-- Opening Marker --

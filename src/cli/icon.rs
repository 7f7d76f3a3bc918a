//! Package icon option
//!
//! `--icon` prints the absolute path of an icon shipped with a package and
//! exits, so scripts and installers can pick it up. Self-contained binaries
//! that embed their icon report the executable itself.

use std::env;
use std::ffi::OsStr;
use std::io;
use std::path::PathBuf;

use clap::builder::TypedValueParser;
use clap::{Arg, Command};
use thiserror::Error;
use tracing::debug;

use super::params::{invalid_value, ParamDecls, ParamError};
use crate::core::sitepackage::{Locator, PackageError};

/// Argument id of the icon option
pub const ICON_ID: &str = "icon";

const ICON_HELP: &str = "Show path to the package icon.";

/// Icon lookup errors
#[derive(Debug, Error)]
pub enum IconError {
    /// No package to look the icon up in
    #[error("'package_name' name is missing.")]
    MissingPackage,

    /// No file name configured or given
    #[error("no icon file name given")]
    MissingFilename,

    /// Package directory lookup failed
    #[error(transparent)]
    Package(#[from] PackageError),

    /// The icon file does not exist
    #[error("cannot resolve '{}': {source}", path.display())]
    Resolve {
        /// Icon path inside the package
        path: PathBuf,
        /// Underlying error
        source: io::Error,
    },

    /// The running executable cannot be located
    #[error("cannot locate the running executable: {0}")]
    Executable(#[source] io::Error),
}

/// Value parser that resolves a package icon.
///
/// The flag value `"true"` (option given without a value) selects the
/// configured file name, `"false"` yields `None`, anything else is used as
/// the file name.
#[derive(Debug, Clone, Default, PartialEq, Eq)]
pub struct PackageIcon {
    filename: Option<String>,
    package: Option<String>,
    exit_code: Option<i32>,
    frozen: bool,
    locator: Option<Locator>,
}

impl PackageIcon {
    /// Icon with this file name, relative to the package directory
    pub fn new(filename: impl Into<String>) -> Self {
        Self {
            filename: Some(filename.into()),
            ..Self::default()
        }
    }

    /// Distribution name of the package holding the icon
    #[must_use]
    pub fn package(mut self, name: impl Into<String>) -> Self {
        self.package = Some(name.into());
        self
    }

    /// Print the path to stderr and exit with `code` once resolved
    #[must_use]
    pub fn exit_code(mut self, code: i32) -> Self {
        self.exit_code = Some(code);
        self
    }

    /// Report the running executable instead of a file in the package
    #[must_use]
    pub fn frozen(mut self, frozen: bool) -> Self {
        self.frozen = frozen;
        self
    }

    /// Search packages with this locator instead of [`Locator::from_env`]
    #[must_use]
    pub fn locator(mut self, locator: Locator) -> Self {
        self.locator = Some(locator);
        self
    }

    /// Absolute path of the icon.
    ///
    /// `filename` overrides the configured file name.
    ///
    /// # Errors
    ///
    /// See [`IconError`].
    pub fn resolve(&self, filename: Option<&str>) -> Result<PathBuf, IconError> {
        if self.frozen {
            let exe = env::current_exe().map_err(IconError::Executable)?;
            return exe
                .canonicalize()
                .map_err(|source| IconError::Resolve { path: exe, source });
        }

        let package = self.package.as_deref().ok_or(IconError::MissingPackage)?;
        let filename = filename
            .or(self.filename.as_deref())
            .ok_or(IconError::MissingFilename)?;

        let dir = match &self.locator {
            Some(locator) => locator.package_dir(package)?,
            None => Locator::from_env().package_dir(package)?,
        };
        let path = dir.join(filename);
        debug!("resolving icon {}", path.display());
        path.canonicalize()
            .map_err(|source| IconError::Resolve { path, source })
    }

    /// `--icon[=FILE]` option using this parser
    pub fn arg(self) -> Arg {
        self.decorate(Arg::new(ICON_ID).long("icon"))
    }

    /// The icon option under custom names.
    ///
    /// # Errors
    ///
    /// Fails on invalid declarations, see [`ParamDecls::parse`].
    pub fn arg_with(self, decls: &[&str]) -> Result<Arg, ParamError> {
        Ok(self.decorate(ParamDecls::parse(decls)?.to_arg()))
    }

    fn decorate(self, arg: Arg) -> Arg {
        arg.num_args(0..=1)
            .require_equals(true)
            .default_missing_value("true")
            .value_name("FILE")
            .help(ICON_HELP)
            .value_parser(self)
    }
}

impl TypedValueParser for PackageIcon {
    type Value = Option<PathBuf>;

    fn parse_ref(
        &self,
        cmd: &Command,
        arg: Option<&Arg>,
        value: &OsStr,
    ) -> Result<Self::Value, clap::Error> {
        let text = value.to_string_lossy();
        let filename = match text.as_ref() {
            "false" => return Ok(None),
            "true" => None,
            other => Some(other),
        };

        let icon = self
            .resolve(filename)
            .map_err(|e| invalid_value(cmd, arg, value, &e))?;

        if let Some(code) = self.exit_code {
            eprintln!("{}", icon.display());
            std::process::exit(code);
        }
        Ok(Some(icon))
    }
}

#[cfg(test)]
mod tests {
    use super::*;
    use clap::error::ErrorKind;
    use std::fs;

    fn fixture() -> (tempfile::TempDir, Locator, PathBuf) {
        let tmp = tempfile::tempdir().unwrap();
        let dir = tmp.path().join("share").join("demo");
        fs::create_dir_all(&dir).unwrap();
        fs::write(dir.join("demo.png"), b"png").unwrap();
        fs::write(dir.join("alt.png"), b"png").unwrap();
        let locator = Locator::new().with_prefix(tmp.path());
        let icon = dir.join("demo.png").canonicalize().unwrap();
        (tmp, locator, icon)
    }

    fn command(icon: PackageIcon) -> Command {
        Command::new("demo").arg(icon.arg())
    }

    #[test]
    fn test_flag_resolves_default_icon() {
        let (_tmp, locator, expected) = fixture();
        let cmd = command(PackageIcon::new("demo.png").package("demo").locator(locator));

        let m = cmd.clone().try_get_matches_from(["demo", "--icon"]).unwrap();
        let icon = m.get_one::<Option<PathBuf>>(ICON_ID).unwrap();
        assert_eq!(icon.as_deref(), Some(expected.as_path()));

        let m = cmd.try_get_matches_from(["demo"]).unwrap();
        assert!(m.get_one::<Option<PathBuf>>(ICON_ID).is_none());
    }

    #[test]
    fn test_value_overrides_filename() {
        let (_tmp, locator, expected) = fixture();
        let cmd = command(PackageIcon::new("demo.png").package("demo").locator(locator));

        let m = cmd.try_get_matches_from(["demo", "--icon=alt.png"]).unwrap();
        let icon = m.get_one::<Option<PathBuf>>(ICON_ID).unwrap().clone().unwrap();
        assert_eq!(icon, expected.with_file_name("alt.png"));
    }

    #[test]
    fn test_missing_icon_is_usage_error() {
        let (_tmp, locator, _) = fixture();
        let cmd = command(PackageIcon::new("nope.png").package("demo").locator(locator));

        let err = cmd.try_get_matches_from(["demo", "--icon"]).unwrap_err();
        assert_eq!(err.kind(), ErrorKind::ValueValidation);
        assert!(err.to_string().contains("nope.png"));
    }

    #[test]
    fn test_missing_package() {
        let err = PackageIcon::new("demo.png").resolve(None).unwrap_err();
        assert_eq!(err.to_string(), "'package_name' name is missing.");
    }

    #[test]
    fn test_frozen_reports_executable() {
        let icon = PackageIcon::new("demo.png").frozen(true).resolve(None).unwrap();
        let exe = env::current_exe().unwrap().canonicalize().unwrap();
        assert_eq!(icon, exe);
    }

    #[test]
    fn test_custom_names() {
        let (_tmp, locator, expected) = fixture();
        let arg = PackageIcon::new("demo.png")
            .package("demo")
            .locator(locator)
            .arg_with(&["-i", "--show-icon"])
            .unwrap();

        let m = Command::new("demo").arg(arg).try_get_matches_from(["demo", "-i"]).unwrap();
        let icon = m.get_one::<Option<PathBuf>>("show_icon").unwrap();
        assert_eq!(icon.as_deref(), Some(expected.as_path()));
    }
}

-- Closing Marker --

_About this exercise_: Exactly as written, reproduce the lines of the data above from the first line through the line where "use clap::builder::TypedValueParser;" appears.

_Solution to the problem_:
filename src/cli/icon.rs
repository 7f7d76f3a3bc918a
//! Package icon option
//!
//! `--icon` prints the absolute path of an icon shipped with a package and
//! exits, so scripts and installers can pick it up. Self-contained binaries
//! that embed their icon report the executable itself.

use std::env;
use std::ffi::OsStr;
use std::io;
use std::path::PathBuf;

use clap::builder::TypedValueParser;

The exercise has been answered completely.